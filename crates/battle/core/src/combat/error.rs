//! Combat errors.
//!
//! Errors related to action resolution and round phase transitions.

use crate::card::{CardError, CardId};
use crate::error::{BattleError, ErrorSeverity};

use super::{BattlePhase, UnitId};

// ============================================================================
// Action Resolution Errors
// ============================================================================

/// Errors raised by a single `apply_action` call.
///
/// The round driver catches these per queue entry and logs them; they never
/// abort the rest of the queue.
#[derive(Clone, Debug, PartialEq, Eq, thiserror::Error)]
pub enum ResolveError {
    /// Card data the resolver cannot work with.
    #[error("Invalid card: {0}")]
    InvalidCard(#[from] CardError),

    /// Explicit target that the defender does not own.
    #[error("Card {card} targets unknown unit {unit}")]
    UnknownUnit { card: CardId, unit: UnitId },

    /// Grouped opponent exceeds the unit capacity.
    #[error("Too many units (max {max})")]
    TooManyUnits { max: usize },
}

impl BattleError for ResolveError {
    fn severity(&self) -> ErrorSeverity {
        ErrorSeverity::Validation
    }

    fn error_code(&self) -> &'static str {
        match self {
            Self::InvalidCard(_) => "RESOLVE_INVALID_CARD",
            Self::UnknownUnit { .. } => "RESOLVE_UNKNOWN_UNIT",
            Self::TooManyUnits { .. } => "RESOLVE_TOO_MANY_UNITS",
        }
    }
}

// ============================================================================
// Phase Transition Errors
// ============================================================================

/// Illegal round state machine transitions.
#[derive(Clone, Debug, PartialEq, Eq, thiserror::Error)]
pub enum PhaseError {
    /// Operation not allowed in the current phase.
    #[error("Cannot {operation} during {phase} phase")]
    WrongPhase {
        operation: &'static str,
        phase: BattlePhase,
    },

    /// Rewind budget for this round is used up.
    #[error("No rewinds left this round")]
    NoRewindsLeft,

    /// The battle already ended in victory or defeat.
    #[error("Battle is over")]
    BattleOver,

    /// Committed more cards than one round allows.
    #[error("Too many cards committed ({count}, max {max})")]
    HandTooLarge { count: usize, max: usize },
}

impl BattleError for PhaseError {
    fn severity(&self) -> ErrorSeverity {
        match self {
            Self::WrongPhase { .. } | Self::NoRewindsLeft => ErrorSeverity::Recoverable,
            Self::HandTooLarge { .. } => ErrorSeverity::Validation,
            Self::BattleOver => ErrorSeverity::Fatal,
        }
    }

    fn error_code(&self) -> &'static str {
        match self {
            Self::WrongPhase { .. } => "PHASE_WRONG_PHASE",
            Self::NoRewindsLeft => "PHASE_NO_REWINDS_LEFT",
            Self::BattleOver => "PHASE_BATTLE_OVER",
            Self::HandTooLarge { .. } => "PHASE_HAND_TOO_LARGE",
        }
    }
}
use thiserror::Error;

#[derive(Debug, Error)]
pub enum AccessError {
    #[error("invalid glob pattern {pattern:?} in role {role:?}: {source}")]
    InvalidPattern {
        role: String,
        pattern: String,
        source: globset::Error,
    },

    #[error("io error: {0}")]
    Io(#[from] std::io::Error),

    #[error("config parse error: {0}")]
    Parse(#[from] toml::de::Error),
}

pub type Result<T> = std::result::Result<T, AccessError>;
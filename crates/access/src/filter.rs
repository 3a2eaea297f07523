//! Compiled role filter applied to hits and assembled bundles.

use globset::{Glob, GlobSet, GlobSetBuilder};
use log::debug;
use weft_protocol::ContextBundle;

use crate::config::AccessConfig;
use crate::error::{AccessError, Result};

/// A role's compiled visibility rules over repository names.
///
/// Deny wins over allow. An absent allow set means every repository not
/// denied is visible.
#[derive(Debug)]
pub struct RoleFilter {
    allowed: Option<GlobSet>,
    denied: Option<GlobSet>,
}

impl RoleFilter {
    /// A filter with no restrictions.
    pub fn allow_all() -> Self {
        Self {
            allowed: None,
            denied: None,
        }
    }

    /// Compiles the filter for `role` from `config`.
    ///
    /// Matching role entries of equal specificity are merged by unioning
    /// their allow and deny lists. A role with no matching entries (and no
    /// `default` entry) gets an unrestricted filter.
    pub fn for_role(config: &AccessConfig, role: &str) -> Result<Self> {
        let matched = config.matching_roles(role);
        if matched.is_empty() {
            return Ok(Self::allow_all());
        }
        let mut allow: Vec<&str> = Vec::new();
        let mut deny: Vec<&str> = Vec::new();
        for entry in matched {
            allow.extend(entry.allow.iter().map(String::as_str));
            deny.extend(entry.deny.iter().map(String::as_str));
        }
        Ok(Self {
            allowed: compile(role, &allow)?,
            denied: compile(role, &deny)?,
        })
    }

    pub fn is_allowed(&self, repo: &str) -> bool {
        if let Some(denied) = &self.denied {
            if denied.is_match(repo) {
                return false;
            }
        }
        match &self.allowed {
            Some(allowed) => allowed.is_match(repo),
            None => true,
        }
    }

    /// Removes files from repositories this role may not see.
    ///
    /// Budget accounting stays truthful: the lines the hidden files were
    /// charged are subtracted from `used_lines`, and summary counters are
    /// recomputed. Survivor order is untouched. Applying the same filter
    /// twice is a no-op.
    pub fn filter_bundle(&self, bundle: &mut ContextBundle) {
        let chunk_cap = (bundle.budget.max_lines / 2).max(1);
        let before = bundle.files.len();
        let mut removed_lines = 0u32;
        bundle.files.retain(|file| {
            if self.is_allowed(&file.repo) {
                return true;
            }
            for chunk in &file.chunks {
                let lines = chunk.end_line.saturating_sub(chunk.start_line) + 1;
                removed_lines += lines.min(chunk_cap);
            }
            false
        });
        if bundle.files.len() == before {
            return;
        }
        debug!(
            "role filter hid {} file(s), {} budgeted line(s)",
            before - bundle.files.len(),
            removed_lines
        );
        bundle.budget.used_lines = bundle.budget.used_lines.saturating_sub(removed_lines);

        let summary = &mut bundle.summary;
        summary.total_files = 0;
        summary.total_chunks = 0;
        summary.direct_files = 0;
        summary.coupled_files = 0;
        summary.source_files = 0;
        summary.doc_files = 0;
        for file in &bundle.files {
            summary.total_files += 1;
            summary.total_chunks += file.chunks.len() as u32;
            match file.relevance {
                weft_protocol::FileRelevance::Direct => summary.direct_files += 1,
                weft_protocol::FileRelevance::Coupled { .. } => summary.coupled_files += 1,
            }
            if file.category.is_demoted() {
                summary.doc_files += 1;
            } else {
                summary.source_files += 1;
            }
        }
    }
}

fn compile(role: &str, patterns: &[&str]) -> Result<Option<GlobSet>> {
    if patterns.is_empty() {
        return Ok(None);
    }
    let mut builder = GlobSetBuilder::new();
    for pattern in patterns {
        let glob = Glob::new(pattern).map_err(|source| AccessError::InvalidPattern {
            role: role.to_string(),
            pattern: pattern.to_string(),
            source,
        })?;
        builder.add(glob);
    }
    let set = builder.build().map_err(|source| AccessError::InvalidPattern {
        role: role.to_string(),
        pattern: patterns.join(","),
        source,
    })?;
    Ok(Some(set))
}

#[cfg(test)]
mod tests {
    use super::*;
    use pretty_assertions::assert_eq;
    use weft_protocol::{
        BudgetInfo, BundleSummary, ChunkType, ContextChunk, ContextFile, FileCategory,
        FileRelevance,
    };

    fn config(toml_src: &str) -> AccessConfig {
        toml::from_str(toml_src).unwrap()
    }

    #[test]
    fn allow_all_permits_everything() {
        let filter = RoleFilter::allow_all();
        assert!(filter.is_allowed("anything"));
    }

    #[test]
    fn allow_list_restricts() {
        let cfg = config(
            r#"
            [roles.backend]
            allow = ["core-*", "shared"]
            "#,
        );
        let filter = RoleFilter::for_role(&cfg, "backend").unwrap();
        assert!(filter.is_allowed("core-api"));
        assert!(filter.is_allowed("shared"));
        assert!(!filter.is_allowed("frontend"));
    }

    #[test]
    fn deny_wins_over_allow() {
        let cfg = config(
            r#"
            [roles.backend]
            allow = ["core-*"]
            deny = ["core-secrets"]
            "#,
        );
        let filter = RoleFilter::for_role(&cfg, "backend").unwrap();
        assert!(filter.is_allowed("core-api"));
        assert!(!filter.is_allowed("core-secrets"));
    }

    #[test]
    fn deny_only_role_allows_the_rest() {
        let cfg = config(
            r#"
            [roles.default]
            deny = ["internal-*"]
            "#,
        );
        let filter = RoleFilter::for_role(&cfg, "default").unwrap();
        assert!(filter.is_allowed("public"));
        assert!(!filter.is_allowed("internal-billing"));
    }

    #[test]
    fn unknown_role_without_default_allows_all() {
        let cfg = config(
            r#"
            [roles.backend]
            allow = ["core-*"]
            "#,
        );
        let filter = RoleFilter::for_role(&cfg, "nobody").unwrap();
        assert!(filter.is_allowed("frontend"));
    }

    #[test]
    fn invalid_pattern_is_reported_with_role() {
        let cfg = config(
            r#"
            [roles.broken]
            allow = ["[unclosed"]
            "#,
        );
        let err = RoleFilter::for_role(&cfg, "broken").unwrap_err();
        let msg = err.to_string();
        assert!(msg.contains("broken"));
        assert!(msg.contains("[unclosed"));
    }

    fn bundle_with(files: Vec<ContextFile>, used_lines: u32) -> ContextBundle {
        let mut summary = BundleSummary::default();
        for file in &files {
            summary.total_files += 1;
            summary.total_chunks += file.chunks.len() as u32;
            match file.relevance {
                FileRelevance::Direct => summary.direct_files += 1,
                FileRelevance::Coupled { .. } => summary.coupled_files += 1,
            }
            if file.category.is_demoted() {
                summary.doc_files += 1;
            } else {
                summary.source_files += 1;
            }
        }
        ContextBundle {
            query: None,
            files,
            budget: BudgetInfo {
                max_lines: 400,
                used_lines,
                skipped_chunks: 0,
            },
            summary,
        }
    }

    fn file(repo: &str, path: &str, lines: u32) -> ContextFile {
        ContextFile {
            path: path.to_string(),
            repo: repo.to_string(),
            language: None,
            relevance: FileRelevance::Direct,
            category: FileCategory::Source,
            score: 0.5,
            coupled_to: None,
            chunks: vec![ContextChunk {
                id: format!("{repo}:{path}:1"),
                chunk_type: ChunkType::Function,
                name: None,
                start_line: 1,
                end_line: lines,
                score: 0.5,
                content: None,
            }],
        }
    }

    #[test]
    fn filter_bundle_subtracts_hidden_lines() {
        let cfg = config(
            r#"
            [roles.backend]
            deny = ["secret"]
            "#,
        );
        let filter = RoleFilter::for_role(&cfg, "backend").unwrap();
        let mut bundle = bundle_with(
            vec![file("public", "a.rs", 30), file("secret", "b.rs", 20)],
            50,
        );
        filter.filter_bundle(&mut bundle);
        assert_eq!(bundle.files.len(), 1);
        assert_eq!(bundle.files[0].repo, "public");
        assert_eq!(bundle.budget.used_lines, 30);
        assert_eq!(bundle.summary.total_files, 1);
        assert_eq!(bundle.summary.total_chunks, 1);
    }

    #[test]
    fn filter_bundle_is_idempotent() {
        let cfg = config(
            r#"
            [roles.backend]
            deny = ["secret"]
            "#,
        );
        let filter = RoleFilter::for_role(&cfg, "backend").unwrap();
        let mut bundle = bundle_with(
            vec![file("public", "a.rs", 30), file("secret", "b.rs", 20)],
            50,
        );
        filter.filter_bundle(&mut bundle);
        let once = bundle.clone();
        filter.filter_bundle(&mut bundle);
        assert_eq!(bundle, once);
    }

    #[test]
    fn filter_bundle_caps_subtraction_at_half_budget() {
        let cfg = config(
            r#"
            [roles.backend]
            deny = ["secret"]
            "#,
        );
        let filter = RoleFilter::for_role(&cfg, "backend").unwrap();
        // A 300-line chunk was only charged 200 (half of 400).
        let mut bundle = bundle_with(vec![file("secret", "big.rs", 300)], 200);
        filter.filter_bundle(&mut bundle);
        assert_eq!(bundle.budget.used_lines, 0);
    }
}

* * * * * * * * *

For an answer, give a copy of every line in the listing that holds the word "ResolveError".

pub enum ResolveError {
impl BattleError for ResolveError {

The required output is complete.